Abstract, linear designs dance over photos of primitive sculptures, evoking the theories that the crop circles and geometric symbols of ancient cultures are proof of alien contact. The faces on these sculptures, with their simplified geometric forms and penetrating stares, have a similar quality to Rostron’s line portraits. By using close-ups on the half-tone printing in these photos, Rostron emphasizes once again how the signal of information emerges out of the chaos of noise.
Black lines form and re-form into squares, parallelograms, triangles, and other shapes. These patterns, restlessly changing, fleetingly suggest various objects (doorways, boxes, windows), without definitively representing anything. The diagonal lines verge on suggesting depth and perspective, only to relapse into flatness. It’s a visual equivalent to listening to static on the radio, trying to hear voices in the noise and faint bleeps. The mind automatically tends to assemble any pattern into meaningful representations, and whether the tendency is happening in Rostron’s mind, the viewer’s mind, or in both, becomes hard to say. The patterns keep us hovering in that tantalizing borderline, where potential meaning hovers, waiting to be born.
Halfway through, the film bursts into color, vibrant blocks of green, mauve, pink filling the geometric figures. It’s as if the supernatural voices have finally broken through, and our brains are being filled, loud and clear, with transmissions from other realms.
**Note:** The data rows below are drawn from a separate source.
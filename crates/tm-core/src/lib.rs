//! tm-core - Core library for Tidemark
//!
//! This crate provides the migration identifier type, project configuration
//! parsing, discovery of SQL migration files on disk, and the naming helpers
//! used when scaffolding new migrations.

pub mod config;
pub mod error;
pub mod migration_id;
pub mod scaffold;
pub mod source;

pub use config::{Config, DatabaseConfig};
pub use error::{CoreError, CoreResult};
pub use migration_id::MigrationId;
pub use scaffold::{migration_id_for, snake_case};
pub use source::{discover_migrations, MigrationSource};
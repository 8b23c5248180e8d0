//! Strongly-typed migration identifier.

use crate::error::{CoreError, CoreResult};
use serde::Serialize;
use std::borrow::Borrow;
use std::fmt;
use std::ops::Deref;

/// Maximum identifier length, bounded by the ledger's `VARCHAR(255)` key.
pub const MAX_ID_LEN: usize = 255;

/// Identifier of a single migration unit, e.g. `1700000000_create_users`.
///
/// Identifiers are the ledger's primary key, so they must be non-empty and
/// fit in the `file` column. The conventional shape is
/// `<unix-timestamp>_<slug>`, which keeps lexical order chronological, but
/// any non-empty string is accepted.
#[derive(Debug, Clone, PartialEq, Eq, Hash, PartialOrd, Ord, Serialize)]
#[serde(transparent)]
pub struct MigrationId(String);

impl<'de> serde::Deserialize<'de> for MigrationId {
    fn deserialize<D>(deserializer: D) -> Result<Self, D::Error>
    where
        D: serde::Deserializer<'de>,
    {
        let s = String::deserialize(deserializer)?;
        MigrationId::parse(s).map_err(serde::de::Error::custom)
    }
}

impl MigrationId {
    /// Create a new `MigrationId`, panicking if the id is invalid.
    ///
    /// Prefer [`parse`](Self::parse) when handling untrusted input.
    pub fn new(id: impl Into<String>) -> Self {
        match Self::parse(id) {
            Ok(id) => id,
            Err(e) => panic!("{e}"),
        }
    }

    /// Validate and wrap a migration identifier.
    pub fn parse(id: impl Into<String>) -> CoreResult<Self> {
        let s = id.into();
        let reason = if s.is_empty() {
            Some("must not be empty".to_string())
        } else if s.len() > MAX_ID_LEN {
            Some(format!("longer than {MAX_ID_LEN} bytes"))
        } else if s.chars().any(char::is_whitespace) {
            Some("must not contain whitespace".to_string())
        } else {
            None
        };
        match reason {
            Some(reason) => Err(CoreError::InvalidMigrationId { id: s, reason }),
            None => Ok(Self(s)),
        }
    }

    /// Leading unix timestamp, if the id follows the `<ts>_<slug>` shape.
    pub fn timestamp(&self) -> Option<i64> {
        let (prefix, _) = self.0.split_once('_')?;
        prefix.parse().ok()
    }

    /// Portion after the timestamp prefix, or the whole id if there is none.
    pub fn slug(&self) -> &str {
        match self.0.split_once('_') {
            Some((prefix, rest)) if prefix.parse::<i64>().is_ok() => rest,
            _ => &self.0,
        }
    }

    /// Return the underlying id as a string slice.
    pub fn as_str(&self) -> &str {
        &self.0
    }

    /// Consume the wrapper and return the inner `String`.
    pub fn into_inner(self) -> String {
        self.0
    }
}

impl fmt::Display for MigrationId {
    fn fmt(&self, f: &mut fmt::Formatter<'_>) -> fmt::Result {
        f.write_str(&self.0)
    }
}

impl AsRef<str> for MigrationId {
    fn as_ref(&self) -> &str {
        &self.0
    }
}

impl Deref for MigrationId {
    type Target = str;
    fn deref(&self) -> &str {
        &self.0
    }
}

impl Borrow<str> for MigrationId {
    fn borrow(&self) -> &str {
        &self.0
    }
}

impl TryFrom<String> for MigrationId {
    type Error = CoreError;
    fn try_from(s: String) -> Result<Self, Self::Error> {
        Self::parse(s)
    }
}

impl TryFrom<&str> for MigrationId {
    type Error = CoreError;
    fn try_from(s: &str) -> Result<Self, Self::Error> {
        Self::parse(s)
    }
}

impl PartialEq<str> for MigrationId {
    fn eq(&self, other: &str) -> bool {
        self.0 == other
    }
}

impl PartialEq<&str> for MigrationId {
    fn eq(&self, other: &&str) -> bool {
        self.0 == *other
    }
}

impl PartialEq<String> for MigrationId {
    fn eq(&self, other: &String) -> bool {
        self.0 == *other
    }
}

#[cfg(test)]
#[path = "migration_id_test.rs"]
mod tests;
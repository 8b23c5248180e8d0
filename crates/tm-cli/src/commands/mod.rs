//! CLI command implementations

pub(crate) mod common;
pub(crate) mod create;
pub(crate) mod down;
pub(crate) mod status;
pub(crate) mod up;
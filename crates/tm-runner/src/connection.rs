//! Store connection wrapper.
//!
//! [`Store`] owns a DuckDB [`Connection`] and provides helpers for opening
//! and transacting against the database being migrated.

use crate::error::{MigrateError, MigrateResult};
use duckdb::Connection;
use std::path::Path;

/// Wrapper around the DuckDB connection migrations run against.
///
/// Single-threaded: each `up`/`down` batch runs to completion before the
/// next one starts.
pub struct Store {
    conn: Connection,
}

impl Store {
    /// Open (or create) the database at `path`.
    pub fn open(path: &Path) -> MigrateResult<Self> {
        let conn = Connection::open(path)
            .map_err(|e| MigrateError::Connection(format!("{e}: {}", path.display())))?;
        Ok(Self { conn })
    }

    /// Create an in-memory database.
    pub fn open_memory() -> MigrateResult<Self> {
        let conn =
            Connection::open_in_memory().map_err(|e| MigrateError::Connection(e.to_string()))?;
        Ok(Self { conn })
    }

    /// Open from a location string (handles the `:memory:` special case).
    pub fn new(location: &str) -> MigrateResult<Self> {
        if location == ":memory:" {
            Self::open_memory()
        } else {
            Self::open(Path::new(location))
        }
    }

    /// Borrow the underlying DuckDB connection.
    pub fn conn(&self) -> &Connection {
        &self.conn
    }

    /// Execute `body` within a `BEGIN` / `COMMIT` transaction, rolling back on
    /// error.
    ///
    /// The transaction is also rolled back if `body` panics, so the
    /// connection never stays inside an open transaction.
    pub fn transaction<F, T>(&self, body: F) -> MigrateResult<T>
    where
        F: FnOnce(&Connection) -> MigrateResult<T>,
    {
        self.conn
            .execute_batch("BEGIN TRANSACTION")
            .map_err(|e| MigrateError::Transaction(format!("BEGIN failed: {e}")))?;

        let mut guard = RollbackGuard::new(&self.conn);
        let result = body(&self.conn);

        match &result {
            Ok(_) => {
                guard.disarm();
                if let Err(commit_err) = self.conn.execute_batch("COMMIT") {
                    let _ = self.conn.execute_batch("ROLLBACK");
                    return Err(MigrateError::Transaction(format!(
                        "COMMIT failed: {commit_err}"
                    )));
                }
            }
            Err(_) => guard.rollback(),
        }
        result
    }
}

/// Rolls back the open transaction when dropped, unless disarmed.
struct RollbackGuard<'a> {
    conn: &'a Connection,
    armed: bool,
}

impl<'a> RollbackGuard<'a> {
    fn new(conn: &'a Connection) -> Self {
        Self { conn, armed: true }
    }

    fn disarm(&mut self) {
        self.armed = false;
    }

    fn rollback(&mut self) {
        if self.armed {
            self.armed = false;
            if let Err(e) = self.conn.execute_batch("ROLLBACK") {
                log::warn!("ROLLBACK failed: {e}");
            }
        }
    }
}

impl Drop for RollbackGuard<'_> {
    fn drop(&mut self) {
        if self.armed {
            log::warn!("Transaction abandoned mid-batch, rolling back");
            self.rollback();
        }
    }
}

#[cfg(test)]
#[path = "connection_test.rs"]
mod tests;
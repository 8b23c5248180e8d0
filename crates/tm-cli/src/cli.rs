//! CLI argument definitions using clap derive API

use clap::{Args, Parser, Subcommand, ValueEnum};

/// Tidemark - apply and revert ordered database migrations
#[derive(Parser, Debug)]
#[command(name = "tm")]
#[command(author, version, about, long_about = None)]
pub struct Cli {
    /// Global options
    #[command(flatten)]
    pub global: GlobalArgs,

    /// Subcommand to execute
    #[command(subcommand)]
    pub command: Commands,
}

/// Global arguments available to all commands
#[derive(Args, Debug, Clone)]
pub struct GlobalArgs {
    /// Enable verbose output
    #[arg(short, long, global = true)]
    pub verbose: bool,

    /// Path to project directory
    #[arg(short = 'p', long, global = true, default_value = ".")]
    pub project_dir: String,

    /// Override config file path
    #[arg(short, long, global = true)]
    pub config: Option<String>,

    /// Override database path (":memory:" for a throwaway database)
    #[arg(short, long, global = true, env = "TIDEMARK_DATABASE")]
    pub database: Option<String>,
}

/// Available subcommands
#[derive(Subcommand, Debug)]
pub enum Commands {
    /// Apply all pending migrations
    Up,

    /// Revert the most recently applied migrations
    Down(DownArgs),

    /// Create a new pair of migration files
    Create(CreateArgs),

    /// Show which migrations are applied and which are pending
    Status(StatusArgs),
}

/// Arguments for the down command
#[derive(Args, Debug)]
pub struct DownArgs {
    /// Number of migrations to revert (negative reverts all)
    #[arg(default_value_t = 1, allow_negative_numbers = true)]
    pub count: i64,

    /// Revert every applied migration
    #[arg(short, long, conflicts_with = "count")]
    pub all: bool,

    /// Skip the confirmation prompt
    #[arg(short, long)]
    pub yes: bool,
}

/// Arguments for the create command
#[derive(Args, Debug)]
pub struct CreateArgs {
    /// Migration name, e.g. "add email to users"
    pub name: String,

    /// Directory to write into (default: the configured migrations_dir)
    pub dir: Option<String>,

    /// Skip the confirmation prompt
    #[arg(short, long)]
    pub yes: bool,
}

/// Arguments for the status command
#[derive(Args, Debug)]
pub struct StatusArgs {
    /// Output format
    #[arg(short, long, value_enum, default_value = "table")]
    pub output: StatusOutput,
}

/// Status output formats
#[derive(ValueEnum, Debug, Clone, Copy, PartialEq, Eq)]
pub enum StatusOutput {
    /// Table format
    Table,
    /// JSON output
    Json,
}

#[cfg(test)]
#[path = "cli_test.rs"]
mod tests;
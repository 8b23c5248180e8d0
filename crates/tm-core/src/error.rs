//! Error types for tm-core

use thiserror::Error;

/// Core error type for Tidemark
#[derive(Error, Debug)]
pub enum CoreError {
    /// C001: Configuration file not found
    #[error("[C001] Config file not found: {path}")]
    ConfigNotFound { path: String },

    /// C002: Invalid configuration value
    #[error("[C002] Invalid config: {message}")]
    ConfigInvalid { message: String },

    /// C003: Migration identifier rejected
    #[error("[C003] Invalid migration id '{id}': {reason}")]
    InvalidMigrationId { id: String, reason: String },

    /// C004: A down script exists without its up script
    #[error("[C004] Migration '{id}' has no up script (expected {expected_path})")]
    MigrationFileMissing { id: String, expected_path: String },

    /// C005: Migration name cannot be turned into a file slug
    #[error("[C005] Invalid migration name '{name}': {reason}")]
    InvalidMigrationName { name: String, reason: String },

    /// C006: Migrations directory could not be scanned
    #[error("[C006] Invalid migrations directory pattern '{pattern}': {reason}")]
    InvalidPattern { pattern: String, reason: String },

    /// C007: IO error
    #[error("[C007] IO error: {0}")]
    Io(#[from] std::io::Error),

    /// C008: IO error with file path context
    #[error("[C008] Failed to read '{path}': {source}")]
    IoWithPath {
        path: String,
        source: std::io::Error,
    },

    /// C009: YAML parse error
    #[error("[C009] Config parse error: {0}")]
    YamlParse(#[from] serde_yaml::Error),
}

/// Result type alias for CoreError
pub type CoreResult<T> = Result<T, CoreError>;
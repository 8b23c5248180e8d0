//! Configuration types and parsing for tidemark.yml

use crate::error::{CoreError, CoreResult};
use serde::{Deserialize, Serialize};
use std::path::{Path, PathBuf};

/// Config file names probed by [`Config::load_from_dir`], in order.
pub const CONFIG_FILE_NAMES: &[&str] = &["tidemark.yml", "tidemark.yaml"];

/// Database path used when no config file is present.
pub const DEFAULT_DATABASE_PATH: &str = "tidemark.duckdb";

/// Ledger table used when none is configured.
pub const DEFAULT_LEDGER_TABLE: &str = "_migrations";

/// Main project configuration from tidemark.yml
#[derive(Debug, Clone, PartialEq, Eq, Serialize, Deserialize)]
#[serde(deny_unknown_fields)]
pub struct Config {
    /// Database connection configuration
    #[serde(default)]
    pub database: DatabaseConfig,

    /// Directory holding `<id>.up.sql` / `<id>.down.sql` files
    #[serde(default = "default_migrations_dir")]
    pub migrations_dir: String,

    /// Name of the table recording applied migrations
    #[serde(default = "default_ledger_table")]
    pub ledger_table: String,

    /// Surface ledger read failures instead of treating the unit as unapplied
    #[serde(default)]
    pub strict_ledger_reads: bool,
}

/// Database connection configuration
#[derive(Debug, Clone, PartialEq, Eq, Serialize, Deserialize)]
#[serde(deny_unknown_fields)]
pub struct DatabaseConfig {
    /// DuckDB file path, or `:memory:`
    #[serde(default = "default_database_path")]
    pub path: String,
}

impl Default for DatabaseConfig {
    fn default() -> Self {
        Self {
            path: default_database_path(),
        }
    }
}

impl Default for Config {
    fn default() -> Self {
        Self {
            database: DatabaseConfig::default(),
            migrations_dir: default_migrations_dir(),
            ledger_table: default_ledger_table(),
            strict_ledger_reads: false,
        }
    }
}

fn default_database_path() -> String {
    DEFAULT_DATABASE_PATH.to_string()
}

fn default_migrations_dir() -> String {
    "migrations".to_string()
}

fn default_ledger_table() -> String {
    DEFAULT_LEDGER_TABLE.to_string()
}

impl Config {
    /// Load configuration from a file path
    pub fn load(path: &Path) -> CoreResult<Self> {
        if !path.exists() {
            return Err(CoreError::ConfigNotFound {
                path: path.display().to_string(),
            });
        }

        let content = std::fs::read_to_string(path).map_err(|e| CoreError::IoWithPath {
            path: path.display().to_string(),
            source: e,
        })?;
        let config: Config = serde_yaml::from_str(&content)?;
        config.validate()?;
        Ok(config)
    }

    /// Load configuration from a project directory
    /// Looks for tidemark.yml or tidemark.yaml
    pub fn load_from_dir(dir: &Path) -> CoreResult<Self> {
        for name in CONFIG_FILE_NAMES {
            let path = dir.join(name);
            if path.exists() {
                return Self::load(&path);
            }
        }
        Err(CoreError::ConfigNotFound {
            path: dir.join(CONFIG_FILE_NAMES[0]).display().to_string(),
        })
    }

    /// Like [`load_from_dir`](Self::load_from_dir), but falls back to
    /// defaults when the directory has no config file.
    pub fn load_or_default(dir: &Path) -> CoreResult<Self> {
        match Self::load_from_dir(dir) {
            Err(CoreError::ConfigNotFound { path }) => {
                log::debug!("No config at {path}, using defaults");
                Ok(Self::default())
            }
            other => other,
        }
    }

    /// Validate the configuration
    pub fn validate(&self) -> CoreResult<()> {
        if self.database.path.trim().is_empty() {
            return Err(CoreError::ConfigInvalid {
                message: "database.path cannot be empty".to_string(),
            });
        }

        if self.migrations_dir.trim().is_empty() {
            return Err(CoreError::ConfigInvalid {
                message: "migrations_dir cannot be empty".to_string(),
            });
        }

        if !is_plain_identifier(&self.ledger_table) {
            return Err(CoreError::ConfigInvalid {
                message: format!(
                    "ledger_table '{}' must start with a letter or '_' and contain only letters, digits, and '_'",
                    self.ledger_table
                ),
            });
        }

        Ok(())
    }

    /// Migrations directory resolved against the project root
    pub fn migrations_dir_absolute(&self, root: &Path) -> PathBuf {
        root.join(&self.migrations_dir)
    }

    /// Database location resolved against the project root.
    ///
    /// `:memory:` is passed through untouched.
    pub fn database_path_absolute(&self, root: &Path) -> String {
        if self.database.path == ":memory:" {
            return self.database.path.clone();
        }
        root.join(&self.database.path).display().to_string()
    }
}

/// True if `name` can be used as an unquoted SQL identifier.
pub fn is_plain_identifier(name: &str) -> bool {
    let mut chars = name.chars();
    match chars.next() {
        Some(c) if c.is_ascii_alphabetic() || c == '_' => {}
        _ => return false,
    }
    chars.all(|c| c.is_ascii_alphanumeric() || c == '_')
}

#[cfg(test)]
#[path = "config_test.rs"]
mod tests;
Shapes, lines, and colors meld rapidly from one state to another, suggesting in turn landscapes, portraits, surreal vistas, an exhilarating visual proliferation.
The asphodel was viewed in Greek mythology as the food of the dead, and it does seem that when we focus our attention on the shifting patterns of visual or aural noise, their power to suggest voices and thoughts from another realm become food for our longing to connect with those we have lost. The Asphodel Phases dances in this liminal space, where hidden messages seem always ready to emerge, and arouses not only our eyeballs and our attention, but our desire for transcendence.